The New York Café is not the only most beautiful thing in the world that Budapest boasts. Apart from this, and the Parliament building (see below), there's the most beautiful McDonald's at Nyugati Station, in a building designed by Eiffel, and the most beautiful book store. Budapest is rife with these and their gorgeously adorned reading rooms. There's a cluster of modern bookshops, on the edge of the Jewish Quarter, (Budapest is still keen to indulge in and promote culture), as I head down towards Váci Utca. This is the famous pedestrianised shopping street, which wanders parallel to the river. It's home to all the usual chain stores and cafes and more.
As if that wasn't enough, Budapest has the highest number of thermal springs in the world. Seventy million litres of naturally heated water rise to the earth’s surface daily.
The Hungarian Parliament Building, The Országház or “House of Nations”, with its 365 neo Gothic spires and huge burgundy dome, is stunning. This is the world’s third largest parliamentary building, the tallest building in the capital city, and the largest building in Hungary. It was designed by Hungarian architect Imre Steindl, for a competition, and opened in 1902. Sadly, the architect first went blind and then died, before it was finished. Wikipedia thinks it took about 100,000 people, 40 million bricks, half a million precious stones and 40 kilogrammes of gold to complete.

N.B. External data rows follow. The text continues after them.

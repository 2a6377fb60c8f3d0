//! ETAS parameter vector, box bounds, and the θ-space mapping.
//!
//! This module provides the **model-space** container [`EtasParams`] and the
//! per-parameter box [`ParamBounds`], together with the **optimizer-space**
//! mapping used during L-BFGS.
//!
//! ## Layout
//! Both model space and θ-space use the fixed order
//! `(mu, K, c, p, alpha)`; [`PARAM_NAMES`] gives the matching labels.
//!
//! ## Mapping conventions
//! - Each coordinate is mapped independently through the logistic box map
//!   `x = lo + (hi − lo)·σ(θ)`, so every θ lands inside the box.
//! - The inverse map projects out-of-box values onto the box and keeps the
//!   relative position at least `LOGIT_EPS` away from either edge, so a
//!   starting value sitting on a bound still has a finite θ.
//!
//! ## Invariants validated by constructors
//! - Bounds are finite with `0 < lower < upper` for every parameter. Strictly
//!   positive lower bounds keep every mapped θ inside the feasible region of
//!   the domain guard.
//! - θ has length [`N_PARAMS`] and finite entries.
use crate::{
    etas::errors::{ParamError, ParamResult},
    optimization::{
        loglik_optimizer::Theta,
        numerical_stability::{bounded_jacobian, from_bounded, to_bounded},
    },
};
use serde::{Deserialize, Serialize};

/// Number of free ETAS parameters.
pub const N_PARAMS: usize = 5;

/// Parameter labels in vector order.
pub const PARAM_NAMES: [&str; N_PARAMS] = ["mu", "k", "c", "p", "alpha"];

/// Model-space ETAS parameters.
///
/// - `mu`: background rate (events/day).
/// - `k`: aftershock productivity scale.
/// - `c`: Omori time offset (days).
/// - `p`: Omori decay exponent.
/// - `alpha`: magnitude efficiency of productivity.
///
/// Construction does not check feasibility; that is the domain guard's job
/// at evaluation time (see [`crate::etas::core::guards`]).
#[derive(Debug, Clone, Copy, PartialEq, Serialize, Deserialize)]
pub struct EtasParams {
    pub mu: f64,
    pub k: f64,
    pub c: f64,
    pub p: f64,
    pub alpha: f64,
}

impl EtasParams {
    pub const fn new(mu: f64, k: f64, c: f64, p: f64, alpha: f64) -> Self {
        Self { mu, k, c, p, alpha }
    }

    pub fn to_array(&self) -> [f64; N_PARAMS] {
        [self.mu, self.k, self.c, self.p, self.alpha]
    }

    pub fn from_array(values: [f64; N_PARAMS]) -> Self {
        let [mu, k, c, p, alpha] = values;
        Self { mu, k, c, p, alpha }
    }

    /// Reject NaN / ±∞ components.
    ///
    /// # Errors
    /// - [`ParamError::NonFiniteParam`] naming the first offending parameter.
    pub fn ensure_finite(&self) -> ParamResult<()> {
        for (name, value) in PARAM_NAMES.into_iter().zip(self.to_array()) {
            if !value.is_finite() {
                return Err(ParamError::NonFiniteParam { name, value });
            }
        }
        Ok(())
    }

    /// Expected number of direct aftershocks per unit Omori mass,
    /// `K · e^{alpha·(m − m0)}`.
    pub fn productivity(&self, magnitude: f64, m0: f64) -> f64 {
        self.k * (self.alpha * (magnitude - m0)).exp()
    }
}

/// Per-parameter closed intervals `[lower, upper]`.
///
/// Serialized as `{"mu": [lo, hi], ...}`. Deserialized values are not
/// validated automatically; call [`ParamBounds::validate`] (region configs
/// do this on load).
#[derive(Debug, Clone, Copy, PartialEq, Serialize, Deserialize)]
pub struct ParamBounds {
    pub mu: (f64, f64),
    pub k: (f64, f64),
    pub c: (f64, f64),
    pub p: (f64, f64),
    pub alpha: (f64, f64),
}

impl Default for ParamBounds {
    /// `mu, K, c ∈ [1e-5, 1]`, `p ∈ [1.001, 2]`, `alpha ∈ [0.1, 3]`.
    ///
    /// The lower bound on `p` keeps a default search off the `p = 1` branch
    /// of the integral term.
    fn default() -> Self {
        Self {
            mu: (1e-5, 1.0),
            k: (1e-5, 1.0),
            c: (1e-5, 1.0),
            p: (1.001, 2.0),
            alpha: (0.1, 3.0),
        }
    }
}

impl ParamBounds {
    /// Construct validated bounds.
    ///
    /// # Errors
    /// - [`ParamError::InvalidBounds`] for the first interval that is not
    ///   finite with `0 < lower < upper`.
    pub fn new(
        mu: (f64, f64), k: (f64, f64), c: (f64, f64), p: (f64, f64), alpha: (f64, f64),
    ) -> ParamResult<Self> {
        let bounds = Self { mu, k, c, p, alpha };
        bounds.validate()?;
        Ok(bounds)
    }

    pub fn validate(&self) -> ParamResult<()> {
        for (name, (lower, upper)) in PARAM_NAMES.into_iter().zip(self.intervals()) {
            let ok = lower.is_finite() && upper.is_finite() && lower > 0.0 && lower < upper;
            if !ok {
                return Err(ParamError::InvalidBounds { name, lower, upper });
            }
        }
        Ok(())
    }

    /// Intervals in vector order.
    pub fn intervals(&self) -> [(f64, f64); N_PARAMS] {
        [self.mu, self.k, self.c, self.p, self.alpha]
    }

    /// `true` when every component lies in its closed interval.
    pub fn contains(&self, params: &EtasParams) -> bool {
        params.to_array().iter().zip(self.intervals()).all(|(&x, (lo, hi))| lo <= x && x <= hi)
    }

    /// Clamp each component onto its interval.
    pub fn project(&self, params: &EtasParams) -> EtasParams {
        let mut out = params.to_array();
        for (x, (lo, hi)) in out.iter_mut().zip(self.intervals()) {
            *x = x.clamp(lo, hi);
        }
        EtasParams::from_array(out)
    }

    /// Map model-space parameters to θ, projecting onto the box first.
    pub fn to_theta(&self, params: &EtasParams) -> Theta {
        params
            .to_array()
            .iter()
            .zip(self.intervals())
            .map(|(&x, (lo, hi))| from_bounded(x, lo, hi))
            .collect()
    }

    /// Map θ to model-space parameters inside the box.
    ///
    /// # Errors
    /// - [`ParamError::ThetaLengthMismatch`] when `theta.len() != N_PARAMS`.
    /// - [`ParamError::InvalidThetaInput`] for the first non-finite entry.
    pub fn from_theta(&self, theta: &Theta) -> ParamResult<EtasParams> {
        validate_theta(theta)?;
        let mut out = [0.0; N_PARAMS];
        for ((x, &t), (lo, hi)) in out.iter_mut().zip(theta.iter()).zip(self.intervals()) {
            *x = to_bounded(t, lo, hi);
        }
        Ok(EtasParams::from_array(out))
    }

    /// Diagonal Jacobian `dx_k/dθ_k` of [`ParamBounds::from_theta`].
    ///
    /// # Errors
    /// - Same as [`ParamBounds::from_theta`].
    pub fn jacobian(&self, theta: &Theta) -> ParamResult<[f64; N_PARAMS]> {
        validate_theta(theta)?;
        let mut out = [0.0; N_PARAMS];
        for ((d, &t), (lo, hi)) in out.iter_mut().zip(theta.iter()).zip(self.intervals()) {
            *d = bounded_jacobian(t, lo, hi);
        }
        Ok(out)
    }
}

/// Length and finiteness checks shared by the θ-space maps.
pub fn validate_theta(theta: &Theta) -> ParamResult<()> {
    if theta.len() != N_PARAMS {
        return Err(ParamError::ThetaLengthMismatch { expected: N_PARAMS, actual: theta.len() });
    }
    if let Some((index, &value)) = theta.iter().enumerate().find(|(_, v)| !v.is_finite()) {
        return Err(ParamError::InvalidThetaInput { index, value });
    }
    Ok(())
}

#[cfg(test)]
mod tests {
    use super::*;
    use approx::assert_relative_eq;
    use ndarray::array;

    // -------------------------------------------------------------------------
    // Scope
    // -----
    // These tests cover:
    // - Bounds validation and projection.
    // - θ ↔ model-space mapping, including boundary and out-of-box inputs.
    // - θ validation errors.
    // -------------------------------------------------------------------------

    #[test]
    // Purpose
    // -------
    // Non-positive, inverted or non-finite intervals are rejected and named.
    fn bounds_new_rejects_bad_intervals() {
        let d = ParamBounds::default();

        assert!(ParamBounds::new(d.mu, d.k, d.c, d.p, d.alpha).is_ok());
        assert_eq!(
            ParamBounds::new((0.0, 1.0), d.k, d.c, d.p, d.alpha).unwrap_err(),
            ParamError::InvalidBounds { name: "mu", lower: 0.0, upper: 1.0 }
        );
        assert!(matches!(
            ParamBounds::new(d.mu, d.k, d.c, (2.0, 1.5), d.alpha),
            Err(ParamError::InvalidBounds { name: "p", .. })
        ));
        assert!(matches!(
            ParamBounds::new(d.mu, d.k, d.c, d.p, (0.1, f64::INFINITY)),
            Err(ParamError::InvalidBounds { name: "alpha", .. })
        ));
    }

    #[test]
    // Purpose
    // -------
    // Interior parameters survive the θ round trip.
    //
    // Given
    // -----
    // - Default bounds and `(0.01, 0.02, 0.01, 1.1, 1.0)`.
    //
    // Expect
    // ------
    // - `from_theta(to_theta(x)) ≈ x` componentwise.
    fn theta_round_trip_interior() {
        let bounds = ParamBounds::default();
        let params = EtasParams::new(0.01, 0.02, 0.01, 1.1, 1.0);

        let back = bounds.from_theta(&bounds.to_theta(&params)).unwrap();

        for (a, b) in back.to_array().iter().zip(params.to_array()) {
            assert_relative_eq!(*a, b, max_relative = 1e-9);
        }
    }

    #[test]
    // Purpose
    // -------
    // Values outside or on the box map to finite θ whose image is inside.
    fn to_theta_projects_out_of_box_values() {
        let bounds = ParamBounds::default();
        let params = EtasParams::new(5.0, 1e-9, 1.0, 0.5, 3.0);

        let theta = bounds.to_theta(&params);
        let back = bounds.from_theta(&theta).unwrap();

        assert!(theta.iter().all(|t| t.is_finite()));
        assert!(bounds.contains(&back));
    }

    #[test]
    // Purpose
    // -------
    // Extreme θ still maps inside the closed box.
    fn from_theta_extreme_values_stay_in_box() {
        let bounds = ParamBounds::default();
        let theta = array![1e8, -1e8, 750.0, -750.0, 0.0];

        let params = bounds.from_theta(&theta).unwrap();

        assert!(bounds.contains(&params));
    }

    #[test]
    // Purpose
    // -------
    // Wrong length and non-finite θ are rejected.
    fn from_theta_validates_input() {
        let bounds = ParamBounds::default();

        assert_eq!(
            bounds.from_theta(&array![0.0, 0.0]).unwrap_err(),
            ParamError::ThetaLengthMismatch { expected: 5, actual: 2 }
        );
        assert!(matches!(
            bounds.from_theta(&array![0.0, f64::NAN, 0.0, 0.0, 0.0]),
            Err(ParamError::InvalidThetaInput { index: 1, .. })
        ));
    }

    #[test]
    // Purpose
    // -------
    // `project` clamps and `ensure_finite` names the bad component.
    fn project_and_finiteness() {
        let bounds = ParamBounds::default();

        let projected = bounds.project(&EtasParams::new(-1.0, 0.5, 9.0, 1.0, 0.2));

        assert_eq!(projected, EtasParams::new(1e-5, 0.5, 1.0, 1.001, 0.2));
        assert_eq!(
            EtasParams::new(0.1, 0.1, f64::NAN, 1.1, 1.0).ensure_finite().unwrap_err().to_string(),
            ParamError::NonFiniteParam { name: "c", value: f64::NAN }.to_string()
        );
    }

    #[test]
    // Purpose
    // -------
    // Bounds serialize as two-element arrays keyed by parameter name.
    fn bounds_serialize_as_named_pairs() {
        let json = serde_json::to_value(ParamBounds::default()).unwrap();

        assert_eq!(json["p"], serde_json::json!([1.001, 2.0]));
    }
}
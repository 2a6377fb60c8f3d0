//! numerical_stability — guarded transforms and shared tolerances.
//!
//! Purpose
//! -------
//! Collect the small scalar primitives the ETAS stack relies on to stay
//! finite: the logistic box map used to enforce parameter bounds during
//! L-BFGS, and a cancellation-free power-difference quotient for the Omori
//! integral. Shared tolerances (`LOGIT_EPS`, `EIGEN_EPS`) live here so the
//! model and inference layers agree on them.
//!
//! Invariants & assumptions
//! ------------------------
//! - Inputs are finite `f64`; positivity of bases passed to the power
//!   helpers and `lo < hi` for the box map are checked upstream (domain
//!   guard, `ParamBounds::new`).
//!
//! Conventions
//! -----------
//! - Pure functions only: no I/O, no logging, no global state.
//!
//! Testing notes
//! -------------
//! - Unit tests in [`transformations`] compare against naive formulas on
//!   safe inputs and check continuity at the `q = 0` branch.

pub mod transformations;

// ---- Re-exports (primary public surface) ----------------------------------

pub use self::transformations::{
    EIGEN_EPS, LOGIT_EPS, bounded_jacobian, from_bounded, power_diff_quotient,
    power_diff_quotient_dq, safe_logistic, safe_logit, to_bounded,
};

pub mod prelude {
    pub use super::transformations::{
        EIGEN_EPS, LOGIT_EPS, from_bounded, safe_logistic, safe_logit, to_bounded,
    };
}
//! ETAS negative log-likelihood and its analytic gradient.
//!
//! Purpose
//! -------
//! Evaluate the objective the optimizer minimizes,
//!
//! ```text
//! NLL(θ) = I − S
//! S = Σ_i ln( mu + Σ_{j<i} K e^{α(m_j − m0)} / (t_i − t_j + c)^p )
//! I = mu · t_end + Σ_j K e^{α(m_j − m0)} · ∫_0^{t_end − t_j} (s + c)^{−p} ds
//! ```
//!
//! and its gradient with respect to `(mu, K, c, p, alpha)`.
//!
//! Key behaviors
//! -------------
//! - The domain guard runs first; infeasible vectors cost `+∞` with no
//!   further work.
//! - A per-event rate that is not strictly positive makes the whole
//!   objective `+∞`. So does any non-finite total.
//! - Neither case is an error. Both are routine while a line search explores
//!   the parameter space.
//!
//! Complexity
//! ----------
//! The event-sum term pairs every event with all earlier ones and is
//! `O(n²)`. This is inherent to the model. Each `rate_i` is independent once
//! the parameters are fixed, so the outer loop is a plain reduction; with
//! [`EvalStrategy::Parallel`] (or `Auto` on large catalogs) it runs on the
//! rayon pool. The integral term is an `O(n)` reduction handled the same
//! way.
//!
//! Conventions
//! -----------
//! - Gradients are returned as `[f64; N_PARAMS]` in model-space order.
//! - Nothing here logs or allocates beyond the reduction itself.
use crate::{
    etas::core::{
        catalog::{Catalog, Event},
        guards::is_feasible,
        kernel::{contribution, omori_integral},
        options::EvalStrategy,
        params::{EtasParams, N_PARAMS},
    },
    optimization::numerical_stability::{power_diff_quotient, power_diff_quotient_dq},
};
use rayon::prelude::*;

type ParamGrad = [f64; N_PARAMS];

/// Negative log-likelihood of `catalog` under `params`.
///
/// Returns `+∞` for infeasible parameters, a non-positive event rate, or a
/// non-finite result.
pub fn negative_log_likelihood(
    params: &EtasParams, catalog: &Catalog, strategy: EvalStrategy,
) -> f64 {
    if !is_feasible(params) {
        return f64::INFINITY;
    }
    let Some(sum) = event_sum(params, catalog, strategy) else {
        return f64::INFINITY;
    };
    let nll = integral_term(params, catalog, strategy) - sum;
    if nll.is_finite() { nll } else { f64::INFINITY }
}

/// `S = Σ_i ln(rate_i)`, or `None` when some `rate_i ≤ 0`.
///
/// Does not run the domain guard.
pub fn event_sum(params: &EtasParams, catalog: &Catalog, strategy: EvalStrategy) -> Option<f64> {
    let events = catalog.events();
    let m0 = catalog.m0();
    let log_rate = |i: usize| {
        let rate = rate_at(params, m0, events, i);
        (rate > 0.0).then(|| rate.ln())
    };

    if strategy.is_parallel(events.len()) {
        (0..events.len()).into_par_iter().map(log_rate).try_reduce(|| 0.0, |a, b| Some(a + b))
    } else {
        (0..events.len()).map(log_rate).try_fold(0.0, |acc, term| term.map(|v| acc + v))
    }
}

/// `I = mu · t_end + Σ_j omori_integral_j`.
///
/// Does not run the domain guard.
pub fn integral_term(params: &EtasParams, catalog: &Catalog, strategy: EvalStrategy) -> f64 {
    let events = catalog.events();
    let (m0, t_end) = (catalog.m0(), catalog.t_end());
    let per_event = |src: &Event| omori_integral(params, m0, t_end, src);

    let triggered: f64 = if strategy.is_parallel(events.len()) {
        events.par_iter().map(per_event).sum()
    } else {
        events.iter().map(per_event).sum()
    };
    params.mu * t_end + triggered
}

/// Gradient of [`negative_log_likelihood`] in model space.
///
/// Returns `None` when the objective is `+∞` or a component is not finite.
pub fn nll_gradient(
    params: &EtasParams, catalog: &Catalog, strategy: EvalStrategy,
) -> Option<ParamGrad> {
    if !is_feasible(params) {
        return None;
    }
    let d_sum = event_sum_gradient(params, catalog, strategy)?;
    let d_int = integral_gradient(params, catalog, strategy);
    let mut grad = d_int;
    for (g, s) in grad.iter_mut().zip(d_sum) {
        *g -= s;
    }
    grad.iter().all(|g| g.is_finite()).then_some(grad)
}

// ---- Helper Methods ----

/// `mu + Σ_{j<i} contribution(t_i, t_j, m_j)`.
fn rate_at(params: &EtasParams, m0: f64, events: &[Event], i: usize) -> f64 {
    let t_i = events[i].time;
    params.mu + events[..i].iter().map(|src| contribution(params, m0, t_i, src)).sum::<f64>()
}

/// `∇S = Σ_i ∇rate_i / rate_i`.
fn event_sum_gradient(
    params: &EtasParams, catalog: &Catalog, strategy: EvalStrategy,
) -> Option<ParamGrad> {
    let events = catalog.events();
    let m0 = catalog.m0();
    let per_event = |i: usize| -> Option<ParamGrad> {
        let t_i = events[i].time;
        let mut rate = params.mu;
        let mut d_rate = [1.0, 0.0, 0.0, 0.0, 0.0];
        for src in &events[..i] {
            let dt = t_i - src.time;
            if dt <= 0.0 {
                continue;
            }
            let g = contribution(params, m0, t_i, src);
            let lag = dt + params.c;
            rate += g;
            d_rate[1] += g / params.k;
            d_rate[2] -= params.p * g / lag;
            d_rate[3] -= g * lag.ln();
            d_rate[4] += g * (src.magnitude - m0);
        }
        (rate > 0.0).then(|| d_rate.map(|d| d / rate))
    };

    if strategy.is_parallel(events.len()) {
        (0..events.len())
            .into_par_iter()
            .map(per_event)
            .try_reduce(|| [0.0; N_PARAMS], |a, b| Some(add(a, b)))
    } else {
        (0..events.len()).map(per_event).try_fold([0.0; N_PARAMS], |acc, d| d.map(|d| add(acc, d)))
    }
}

/// `∇I`. With `x = t_end − t_j + c`, `q = 1 − p` and `A_j` the productivity:
/// `∂c = A_j (x^{−p} − c^{−p})`, `∂p = −A_j ∂Q/∂q`.
fn integral_gradient(params: &EtasParams, catalog: &Catalog, strategy: EvalStrategy) -> ParamGrad {
    let events = catalog.events();
    let (m0, t_end) = (catalog.m0(), catalog.t_end());
    let (c, p) = (params.c, params.p);
    let q = 1.0 - p;
    let per_event = |src: &Event| -> ParamGrad {
        let span = t_end - src.time;
        if span <= 0.0 {
            return [0.0; N_PARAMS];
        }
        let a = params.productivity(src.magnitude, m0);
        let x = span + c;
        let integral = a * power_diff_quotient(x, c, q);
        [
            0.0,
            integral / params.k,
            a * (x.powf(-p) - c.powf(-p)),
            -a * power_diff_quotient_dq(x, c, q),
            integral * (src.magnitude - m0),
        ]
    };

    let mut grad = if strategy.is_parallel(events.len()) {
        events.par_iter().map(per_event).reduce(|| [0.0; N_PARAMS], add)
    } else {
        events.iter().map(per_event).fold([0.0; N_PARAMS], add)
    };
    grad[0] += t_end;
    grad
}

fn add(mut a: ParamGrad, b: ParamGrad) -> ParamGrad {
    for (x, y) in a.iter_mut().zip(b) {
        *x += y;
    }
    a
}
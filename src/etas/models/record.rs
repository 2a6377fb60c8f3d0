//! Fit results and their hand-off to output sinks.
//!
//! - [`FitResult`]: the in-memory terminal artifact of one orchestrator run.
//! - [`FitRecord`]: its serialized shape, with the flat field names
//!   `mu, k, c, p, alpha, m0, region, converged` plus optional diagnostics.
//! - [`FitSink`]: where records go. [`JsonSink`] writes pretty JSON to any
//!   `io::Write`; `Vec<FitRecord>` collects in memory.
use crate::etas::{
    core::params::{EtasParams, N_PARAMS},
    errors::{EtasError, EtasResult},
};
use serde::{Deserialize, Serialize};
use std::io::Write;

/// The optimizer iterate that a fallback replaced.
#[derive(Debug, Clone, Copy, PartialEq, Serialize, Deserialize)]
pub struct Attempt {
    pub params: EtasParams,
    pub objective: f64,
}

/// Outcome of one fitting run.
///
/// Fields
/// ------
/// - `parameters`: fitted parameters, or the region baseline on fallback.
/// - `converged`: `true` only when the optimizer converged and its estimate
///   is reported.
/// - `objective_value`: negative log-likelihood of the catalog at
///   `parameters`.
/// - `region_label`, `m0`: copied from the configuration and catalog.
/// - `status`: optimizer termination description, or why it did not run.
/// - `iterations`: solver iterations, `0` when nothing ran.
/// - `attempt`: the non-converged iterate and its objective, when a fallback
///   replaced one.
/// - `std_errors`: model-space standard errors, when requested and
///   computable.
#[derive(Debug, Clone, PartialEq)]
pub struct FitResult {
    pub parameters: EtasParams,
    pub converged: bool,
    pub objective_value: f64,
    pub region_label: String,
    pub m0: f64,
    pub status: String,
    pub iterations: usize,
    pub attempt: Option<Attempt>,
    pub std_errors: Option<[f64; N_PARAMS]>,
}

/// Flat, serializable view of a [`FitResult`].
///
/// A non-finite objective or standard error is written as `null`.
#[derive(Debug, Clone, PartialEq, Serialize, Deserialize)]
pub struct FitRecord {
    pub mu: f64,
    pub k: f64,
    pub c: f64,
    pub p: f64,
    pub alpha: f64,
    pub m0: f64,
    pub region: String,
    pub converged: bool,
    pub objective: Option<f64>,
    pub status: String,
    pub iterations: usize,
    #[serde(default, skip_serializing_if = "Option::is_none")]
    pub attempt: Option<Attempt>,
    #[serde(default, skip_serializing_if = "Option::is_none")]
    pub std_errors: Option<[Option<f64>; N_PARAMS]>,
}

impl From<&FitResult> for FitRecord {
    fn from(result: &FitResult) -> Self {
        let EtasParams { mu, k, c, p, alpha } = result.parameters;
        Self {
            mu,
            k,
            c,
            p,
            alpha,
            m0: result.m0,
            region: result.region_label.clone(),
            converged: result.converged,
            objective: finite(result.objective_value),
            status: result.status.clone(),
            iterations: result.iterations,
            attempt: result.attempt,
            std_errors: result.std_errors.map(|se| se.map(finite)),
        }
    }
}

fn finite(value: f64) -> Option<f64> {
    value.is_finite().then_some(value)
}

/// Destination for fit records.
pub trait FitSink {
    /// # Errors
    /// - [`EtasError::SinkFailed`] when the record cannot be written.
    fn publish(&mut self, record: &FitRecord) -> EtasResult<()>;
}

impl FitSink for Vec<FitRecord> {
    fn publish(&mut self, record: &FitRecord) -> EtasResult<()> {
        self.push(record.clone());
        Ok(())
    }
}

/// Pretty-printed JSON, one record per `publish`, each followed by a
/// newline and a flush.
#[derive(Debug)]
pub struct JsonSink<W: Write> {
    writer: W,
}

impl<W: Write> JsonSink<W> {
    pub fn new(writer: W) -> Self {
        Self { writer }
    }

    pub fn into_inner(self) -> W {
        self.writer
    }
}

impl<W: Write> FitSink for JsonSink<W> {
    fn publish(&mut self, record: &FitRecord) -> EtasResult<()> {
        serde_json::to_writer_pretty(&mut self.writer, record)
            .map_err(|err| EtasError::SinkFailed { reason: err.to_string() })?;
        writeln!(self.writer)?;
        self.writer.flush()?;
        Ok(())
    }
}
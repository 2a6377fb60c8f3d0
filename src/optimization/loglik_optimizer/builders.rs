//! loglik_optimizer::builders — L-BFGS solver construction.
//!
//! The builders pair L-BFGS with the requested line search and apply the
//! gradient / cost-change tolerances from [`MLEOptions`]. The initial
//! parameter vector and the iteration cap are left to the runner, so building
//! a solver has no side effects.
use argmin::solver::quasinewton::LBFGS;

use crate::optimization::{
    errors::OptResult,
    loglik_optimizer::{
        traits::MLEOptions,
        types::{
            Cost, DEFAULT_LBFGS_MEM, Grad, HagerZhangLS, LbfgsHagerZhang, LbfgsMoreThuente,
            MoreThuenteLS, Theta,
        },
    },
};

/// L-BFGS with Hager–Zhang line search.
///
/// # Errors
/// Tolerances rejected by argmin, as `OptError`.
pub fn build_optimizer_hager_zhang(opts: &MLEOptions) -> OptResult<LbfgsHagerZhang> {
    let lbfgs = LbfgsHagerZhang::new(HagerZhangLS::new(), history_size(opts));
    configure_lbfgs(lbfgs, opts)
}

/// L-BFGS with More–Thuente line search.
///
/// # Errors
/// Tolerances rejected by argmin, as `OptError`.
pub fn build_optimizer_more_thuente(opts: &MLEOptions) -> OptResult<LbfgsMoreThuente> {
    let lbfgs = LbfgsMoreThuente::new(MoreThuenteLS::new(), history_size(opts));
    configure_lbfgs(lbfgs, opts)
}

/// Apply the optional gradient and cost-change tolerances.
pub fn configure_lbfgs<L>(
    mut solver: LBFGS<L, Theta, Grad, Cost>, opts: &MLEOptions,
) -> OptResult<LBFGS<L, Theta, Grad, Cost>> {
    if let Some(g) = opts.tols.tol_grad {
        solver = solver.with_tolerance_grad(g)?;
    }
    if let Some(c) = opts.tols.tol_cost {
        solver = solver.with_tolerance_cost(c)?;
    }
    Ok(solver)
}

fn history_size(opts: &MLEOptions) -> usize {
    opts.lbfgs_mem.unwrap_or(DEFAULT_LBFGS_MEM)
}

Inside, are ' lavish and sumptuous interiors, imposing staircases (over 21 kilometres of them), massive frescos, recounting the history of the country, and 88 statues of prominent Hungarian rulers'. You can do tours. The most precious exhibit is the Holy Crown of Hungary, (St Stephen's Crown),as seen in the coat of arms of Hungary. It's been has been displayed in the central hall since 2000. It was smuggled out by the Americans, during World War II, and taken to Fort Knox for 'safekeeping' from the Germans and Soviets.
Constructions consumed many millions and upkeep consumes even more. Due to its extensive surface and detailed handiwork, the building is almost always under renovation. The façade is made of soft limestone, which is in frequent need of cleaning, possible only with extensive scaffolding. It's gradually being replaced, with harder, more durable limestone.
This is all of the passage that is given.